In that respect, a critical pedagogy needs to reach back and link with older traditions of workers self education as well as embrace the potentials of technology/

To be continued……..

Open Education and Open Educational Resources

July 27th, 2010 by Graham Attwell

Stephen Downes wrote last night that national programs supporting open educational resources (OERs) are springing up. He noted the publication of a Green Paper describing and making recommendations for OER initiatives in Brazil. Also, in Holland, he said, the government has launched the Wikiwijs project (literally: Wiki Wise), which “is an open, internet-based platform, where teachers can find, download, (further) develop and share educational resources. The whole project is based on open source software, open content and open standards.” Meanwhile the Washington State colleges board has passed a resolution saying “All digital software, educational resources and knowledge produced through competitive grants, offered through and/or managed by the SBCTC, will carry a Creative Commons Attribution License.”

To these initiatives can be added the launch of JISC OER Infokit (interestingly developed on a PBWorks wiki site) aiming to explore a range of considerations from specific technical issues to barriers and enablers to institutional adoption. They say “This infoKit aims to both inform and explain OERs and the issues surrounding them for managers, academics and those in learning support. It is aimed at senior managers, learning technologists, technical staff and educators with an interest in releasing OERs to the educational community.”

Stephen Downes quotes the Brazil Green Paper saying: “Education policy and projects that combine infrastructure investment with a coherent ‘network’ approach to content are the most likely to have significant positive impact and realize the goals of the policy.
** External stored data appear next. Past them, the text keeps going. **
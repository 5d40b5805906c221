//! Per-connection gateway handler
//!
//! Owns one QUIC connection: accepts the control stream, runs the
//! authentication handshake, dispatches inbound frames to the server loop as
//! [`GatewayEvent`]s and drains queued [`Delivery`] items back onto the wire.
//!
//! Connection state machine: `Unauthenticated -> Authenticated ->
//! Disconnected`. Joined chat rooms are membership facts tracked by the
//! server, not handler states. `Disconnected` is terminal; nothing is
//! processed after it apart from the server's idempotent cleanup.

use std::sync::Arc;
use std::time::Duration;

use bytes::Bytes;
use quinn::{Connection, RecvStream, SendStream};
use tokio::sync::{mpsc, RwLock};
use tokio::time::timeout;
use tracing::{debug, info, warn};

use crate::auth::IdentityVerifier;
use crate::current_timestamp;
use crate::error::{ChatError, Result};
use crate::protocol::codec::{Decodable, Encodable};
use crate::protocol::events::*;
use crate::protocol::frame::{Frame, FrameCodec, FrameType};
use crate::store::Store;

/// Events emitted by a connection handler to the server loop
#[derive(Debug)]
pub enum GatewayEvent {
    /// Handshake completed; the identity behind this connection
    Authenticated { user: UserSummary },

    /// Client asks to join a chat room channel
    JoinChat { chat_id: ChatId },

    /// Client sends a message
    SendMessage(SendMessage),

    /// Client edits a message
    EditMessage(EditMessage),

    /// Client soft-deletes a message
    DeleteMessage(DeleteMessage),

    /// Client marks a received message read
    ReadReceipt(ReadReceipt),

    /// Client changes its availability status
    UpdateStatus { status: UserStatus },

    /// Client typing indicator
    Typing(Typing),

    /// Connection ended
    Disconnected { reason: String },
}

/// Deliveries queued toward a connection by the server-side engines
#[derive(Debug, Clone)]
pub enum Delivery {
    NewMessage(NewMessage),
    MessageSent(MessageSent),
    MessageEdited(MessageEdited),
    MessageDeleted(MessageDeleted),
    MessageRead(MessageRead),
    UserOnline(UserOnline),
    UserOffline(UserOffline),
    UserStatusChanged(UserStatusChanged),
    TypingStatus(TypingStatus),
    Error(Error),
    Close(String),
}

/// Connection lifecycle state
#[derive(Debug, Clone, Copy, PartialEq, Eq)]
enum ConnState {
    Unauthenticated,
    Authenticated,
    Disconnected,
}

/// Per-connection handler owning the transport and the handshake
pub struct ConnectionHandler {
    /// Underlying QUIC connection
    connection: Connection,

    /// Connection ID, also the supersession guard token in the registry
    conn_id: String,

    /// Credential verifier consulted during the handshake
    verifier: Arc<dyn IdentityVerifier>,

    /// Durable store, used only to load the user record at handshake
    store: Arc<dyn Store>,

    /// Lifecycle state
    state: RwLock<ConnState>,

    /// Authenticated identity (set once by the handshake)
    user: RwLock<Option<UserSummary>>,

    /// Channel for sending events to the server
    event_tx: mpsc::UnboundedSender<GatewayEvent>,

    /// Channel for receiving deliveries from the server
    command_rx: RwLock<Option<mpsc::UnboundedReceiver<Delivery>>>,

    /// Control stream sender
    control_send: RwLock<Option<SendStream>>,

    /// Bound on every verifier/store call
    store_timeout: Duration,
}
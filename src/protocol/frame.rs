//! Binary frame protocol with length-prefixed messages
//!
//! Frame format:
//! ```text
//! +--------+--------+------------------+
//! | type   | length | payload          |
//! | (1 byte)| (4 bytes, BE) | (variable)  |
//! +--------+--------+------------------+
//! ```

use bytes::{Buf, BufMut, Bytes, BytesMut};
use std::io::{self, Cursor};

/// Frame header size: 1 byte type + 4 bytes length
pub const FRAME_HEADER_SIZE: usize = 5;

/// Maximum frame payload size (64 KB; payloads are small JSON events)
pub const MAX_FRAME_SIZE: usize = 64 * 1024;

/// Frame types for different message categories
#[repr(u8)]
#[derive(Debug, Clone, Copy, PartialEq, Eq, Hash)]
pub enum FrameType {
    // Control stream messages (0x00 - 0x0F)
    Authenticate = 0x01,
    Ping = 0x05,
    Pong = 0x06,

    // Client command messages (0x10 - 0x2F)
    SendMessage = 0x10,
    EditMessage = 0x11,
    DeleteMessage = 0x12,
    JoinChat = 0x15,
    UpdateStatus = 0x16,
    ReadReceipt = 0x17,

    // Server -> Client events (0x30 - 0x4F)
    Authenticated = 0x30,
    NewMessage = 0x31,
    MessageSent = 0x32,
    MessageEdited = 0x33,
    MessageDeleted = 0x34,
    MessageRead = 0x35,

    // Ephemeral signals, carried as datagrams (0x80 - 0x8F)
    Typing = 0x80,
    TypingStatus = 0x81,
    UserOnline = 0x82,
    UserOffline = 0x83,
    UserStatusChanged = 0x84,

    // Error (0xFF)
    Error = 0xFF,
}

impl FrameType {
    /// Convert from u8, returns None for unknown types
    pub fn from_u8(value: u8) -> Option<Self> {
        match value {
            0x01 => Some(FrameType::Authenticate),
            0x05 => Some(FrameType::Ping),
            0x06 => Some(FrameType::Pong),

            0x10 => Some(FrameType::SendMessage),
            0x11 => Some(FrameType::EditMessage),
            0x12 => Some(FrameType::DeleteMessage),
            0x15 => Some(FrameType::JoinChat),
            0x16 => Some(FrameType::UpdateStatus),
            0x17 => Some(FrameType::ReadReceipt),

            0x30 => Some(FrameType::Authenticated),
            0x31 => Some(FrameType::NewMessage),
            0x32 => Some(FrameType::MessageSent),
            0x33 => Some(FrameType::MessageEdited),
            0x34 => Some(FrameType::MessageDeleted),
            0x35 => Some(FrameType::MessageRead),

            0x80 => Some(FrameType::Typing),
            0x81 => Some(FrameType::TypingStatus),
            0x82 => Some(FrameType::UserOnline),
            0x83 => Some(FrameType::UserOffline),
            0x84 => Some(FrameType::UserStatusChanged),

            0xFF => Some(FrameType::Error),
            _ => None,
        }
    }

    /// Check if this frame type is valid for the control stream handshake
    pub fn is_control(&self) -> bool {
        (*self as u8) < 0x10
    }

    /// Check if this frame type is a client command
    pub fn is_command(&self) -> bool {
        let val = *self as u8;
        (0x10..0x30).contains(&val)
    }

    /// Check if this frame type is a server event
    pub fn is_event(&self) -> bool {
        let val = *self as u8;
        (0x30..0x50).contains(&val)
    }

    /// Check if this frame type is an ephemeral signal (datagram)
    pub fn is_signal(&self) -> bool {
        let val = *self as u8;
        (0x80..0x90).contains(&val)
    }
}

/// A single protocol frame
#[derive(Debug, Clone, PartialEq, Eq)]
pub struct Frame {
    pub frame_type: FrameType,
    pub payload: Bytes,
}

impl Frame {
    /// Create a new frame with the given type and payload
    pub fn new(frame_type: FrameType, payload: impl Into<Bytes>) -> Self {
        Self {
            frame_type,
            payload: payload.into(),
        }
    }

    /// Create an empty frame (no payload)
    pub fn empty(frame_type: FrameType) -> Self {
        Self {
            frame_type,
            payload: Bytes::new(),
        }
    }

    /// Get the total encoded size of this frame
    pub fn encoded_size(&self) -> usize {
        FRAME_HEADER_SIZE + self.payload.len()
    }

    /// Encode this frame into a buffer
    pub fn encode(&self, buf: &mut BytesMut) {
        buf.reserve(self.encoded_size());
        buf.put_u8(self.frame_type as u8);
        buf.put_u32(self.payload.len() as u32);
        buf.put_slice(&self.payload);
    }

    /// Encode this frame into a new Bytes
    pub fn encode_to_bytes(&self) -> Bytes {
        let mut buf = BytesMut::with_capacity(self.encoded_size());
        self.encode(&mut buf);
        buf.freeze()
    }

    /// Try to decode a frame from a buffer
    /// Returns Ok(Some(frame)) if successful, Ok(None) if more data needed
    pub fn decode(buf: &mut BytesMut) -> io::Result<Option<Frame>> {
        // Check if we have enough data for the header
        if buf.len() < FRAME_HEADER_SIZE {
            return Ok(None);
        }

        // Peek at the header without consuming
        let mut cursor = Cursor::new(&buf[..]);
        let frame_type_byte = cursor.get_u8();
        let payload_len = cursor.get_u32() as usize;

        // Validate frame type
        let frame_type = FrameType::from_u8(frame_type_byte).ok_or_else(|| {
            io::Error::new(
                io::ErrorKind::InvalidData,
                format!("Unknown frame type: 0x{:02X}", frame_type_byte),
            )
        })?;

        // Validate payload size
        if payload_len > MAX_FRAME_SIZE {
            return Err(io::Error::new(
                io::ErrorKind::InvalidData,
                format!(
                    "Frame payload too large: {} bytes (max: {})",
                    payload_len, MAX_FRAME_SIZE
                ),
            ));
        }

        // Check if we have the full frame
        let total_size = FRAME_HEADER_SIZE + payload_len;
        if buf.len() < total_size {
            return Ok(None);
        }

        // Consume the header
        buf.advance(FRAME_HEADER_SIZE);

        // Extract payload
        let payload = buf.split_to(payload_len).freeze();

        Ok(Some(Frame {
            frame_type,
            payload,
        }))
    }

    /// Decode a single frame from a complete buffer (no streaming)
    pub fn decode_complete(data: &[u8]) -> io::Result<Frame> {
        if data.len() < FRAME_HEADER_SIZE {
            return Err(io::Error::new(
                io::ErrorKind::UnexpectedEof,
                "Incomplete frame header",
            ));
        }

        let frame_type_byte = data[0];
        let payload_len = u32::from_be_bytes([data[1], data[2], data[3], data[4]]) as usize;

        let frame_type = FrameType::from_u8(frame_type_byte).ok_or_else(|| {
            io::Error::new(
                io::ErrorKind::InvalidData,
                format!("Unknown frame type: 0x{:02X}", frame_type_byte),
            )
        })?;

        if payload_len > MAX_FRAME_SIZE {
            return Err(io::Error::new(
                io::ErrorKind::InvalidData,
                format!(
                    "Frame payload too large: {} bytes (max: {})",
                    payload_len, MAX_FRAME_SIZE
                ),
            ));
        }

        let expected_len = FRAME_HEADER_SIZE + payload_len;
        if data.len() < expected_len {
            return Err(io::Error::new(
                io::ErrorKind::UnexpectedEof,
                format!(
                    "Incomplete frame: expected {} bytes, got {}",
                    expected_len,
                    data.len()
                ),
            ));
        }

        let payload = Bytes::copy_from_slice(&data[FRAME_HEADER_SIZE..expected_len]);

        Ok(Frame {
            frame_type,
            payload,
        })
    }
}

/// Frame encoder/decoder for streaming use
#[derive(Debug, Default)]
pub struct FrameCodec {
    buffer: BytesMut,
}

impl FrameCodec {
    /// Create a new frame codec
    pub fn new() -> Self {
        Self {
            buffer: BytesMut::with_capacity(4096),
        }
    }

    /// Feed data into the codec
    pub fn feed(&mut self, data: &[u8]) {
        self.buffer.extend_from_slice(data);
    }

    /// Try to decode the next frame
    pub fn decode_next(&mut self) -> io::Result<Option<Frame>> {
        Frame::decode(&mut self.buffer)
    }

    /// Get the current buffer length
    pub fn buffered_len(&self) -> usize {
        self.buffer.len()
    }
}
The ability of the Internet to create radical increases in innovation is not an accident – but it is also not guaranteed to happen simply through putting computers and courses onto the network. This ‘generative’ effect of networks comes from the combination of open technologies, software platforms that allow creative programming, the right to make creative and experimental re-use of content, and the widespread democratization of the skills and tools required to exercise all of those rights.”

The issue of democratisation is taken up in an excellent blog post entitled “Open Education: the need for critique” by Richard Hall. Richard says ” democratic practices in education are critical in enhancing our broader socio-educational life, and underpin radical re-conceptualisations of educational practice, for example mass intellectuality, a pedagogy of excess and student-as-producer.” He goes on to say: “To use the term learning revolution demands a critique of the political economics of education, and the social relations that exist therein. This cannot be done in terms of OERs without an engagement with critical pedagogy.”

Richard points to risks in present discussions about PLEs, OERs and informal learning.

  1. That the role/importance of individual rather than social empowerment is laid bare, and that within a libertarian educational structure, the focus becomes techno-determinist. The risk here is that, accepting the position of others in meaningful, socially-constructed tasks, technology is the driver for individual emancipation [although we rarely ask “emancipation for or from what?”]. Moreover, we believe that without constant innovation in technology and technological practices we cannot emancipate/empower ever more diverse groups of learners.
  2. That we deliver practices that we claim are radical, but which simply replicate or re-produce a dominant political economy, in-line with the ideology of accepted business models. So that which we claim as innovatory becomes subservient to a dominant mode of production and merely enables institutions to have power-over our products and labour, rather than it being a shared project [witness the desire for HE to become more business-like].
  3. That we fetishise the outcomes/products of our labour as a form of currency. This is especially true in the case of open educations resources, which risk being disconnected from a critique of open education or critical pedagogy, and PLEs which risk being disconnected from a critique of their relationship to our wider social relations.
  4. That we fetishise the learner as an autonomous agent, able to engage in an environment, using specific tools and interacting with specific OERs, so that she becomes an economic actor, rather than seeing her engagement as socially emergent and negotiated.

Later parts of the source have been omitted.